→ **Exercise**: What does the data read, word for word, from the line containing "expected_seq INTEGER NOT" through its final line? Give those lines only.

→ **The data**:
//! SQLite-backed durable store.
//!
//! One WAL-mode database holds markets, snapshots, deltas and gap records.
//! Uniqueness indexes plus `INSERT OR IGNORE` make every write idempotent, so
//! the write buffer can retry a batch without duplicating rows.

use parking_lot::Mutex;
use rusqlite::{params, Connection, OpenFlags, OptionalExtension, Row, TransactionBehavior};
use std::path::Path;
use std::sync::atomic::{AtomicU64, Ordering};
use std::sync::Arc;
use tracing::info;

use crate::error::StorageError;
use crate::models::{
    DataGap, GapReason, Market, MarketStatus, OrderbookDelta, OrderbookSnapshot, PriceLevel,
    RecordedTail, Side, TimestampMs,
};
use crate::storage::{RecordSink, RecordSource};

// =============================================================================
// Schema
// =============================================================================

const PRAGMAS: &str = r#"
PRAGMA journal_mode = WAL;
PRAGMA synchronous = NORMAL;
PRAGMA cache_size = -32000;
PRAGMA temp_store = MEMORY;
"#;

// `recorded_at` is local write time in Unix ms, like every other timestamp.
const SCHEMA: &str = r#"
CREATE TABLE IF NOT EXISTS markets (
    ticker TEXT PRIMARY KEY,
    status TEXT NOT NULL,
    created_at INTEGER NOT NULL,
    updated_at INTEGER NOT NULL
) WITHOUT ROWID;

CREATE TABLE IF NOT EXISTS orderbook_snapshots (
    id INTEGER PRIMARY KEY AUTOINCREMENT,
    ticker TEXT NOT NULL,
    captured_at INTEGER NOT NULL,
    seq INTEGER NOT NULL,
    yes_count INTEGER NOT NULL,
    no_count INTEGER NOT NULL,
    -- [[price, quantity], ...] best first
    yes_json TEXT NOT NULL,
    no_json TEXT NOT NULL,
    recorded_at INTEGER NOT NULL DEFAULT (CAST((julianday('now') - 2440587.5) * 86400000 AS INTEGER))
);

CREATE UNIQUE INDEX IF NOT EXISTS idx_snapshots_ticker_captured_seq
    ON orderbook_snapshots(ticker, captured_at, seq);

CREATE TABLE IF NOT EXISTS orderbook_deltas (
    id INTEGER PRIMARY KEY AUTOINCREMENT,
    ticker TEXT NOT NULL,
    ts INTEGER NOT NULL,
    exchange_ts INTEGER NOT NULL,
    seq INTEGER NOT NULL,
    side TEXT NOT NULL,
    price INTEGER NOT NULL,
    delta INTEGER NOT NULL,
    recorded_at INTEGER NOT NULL DEFAULT (CAST((julianday('now') - 2440587.5) * 86400000 AS INTEGER))
);

-- Replay window scans and retry dedupe
CREATE UNIQUE INDEX IF NOT EXISTS idx_deltas_ticker_ts_seq
    ON orderbook_deltas(ticker, ts, seq);

CREATE TABLE IF NOT EXISTS data_gaps (
    id INTEGER PRIMARY KEY AUTOINCREMENT,
    ticker TEXT NOT NULL,
    reason TEXT NOT NULL,
    start_ts INTEGER NOT NULL,
    end_ts INTEGER NOT NULL,
    detected_at INTEGER NOT NULL,
    expected_seq INTEGER NOT NULL,
    observed_seq INTEGER NOT NULL
);

CREATE UNIQUE INDEX IF NOT EXISTS idx_gaps_ticker_start_expected_reason
    ON data_gaps(ticker, start_ts, expected_seq, reason);
"#;

// =============================================================================
// Stats
// =============================================================================

#[derive(Debug, Default)]
pub struct StorageStats {
    pub snapshots_written: AtomicU64,
    pub deltas_written: AtomicU64,
    pub gaps_written: AtomicU64,
    pub markets_upserted: AtomicU64,
    /// Rows skipped because they were already persisted.
    pub duplicates_ignored: AtomicU64,
    pub batch_writes: AtomicU64,
}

→ **Exercise response**:
    expected_seq INTEGER NOT NULL,
    observed_seq INTEGER NOT NULL
);

CREATE UNIQUE INDEX IF NOT EXISTS idx_gaps_ticker_start_expected_reason
    ON data_gaps(ticker, start_ts, expected_seq, reason);
"#;

// =============================================================================
// Stats
// =============================================================================

#[derive(Debug, Default)]
pub struct StorageStats {
    pub snapshots_written: AtomicU64,
    pub deltas_written: AtomicU64,
    pub gaps_written: AtomicU64,
    pub markets_upserted: AtomicU64,
    /// Rows skipped because they were already persisted.
    pub duplicates_ignored: AtomicU64,
    pub batch_writes: AtomicU64,
}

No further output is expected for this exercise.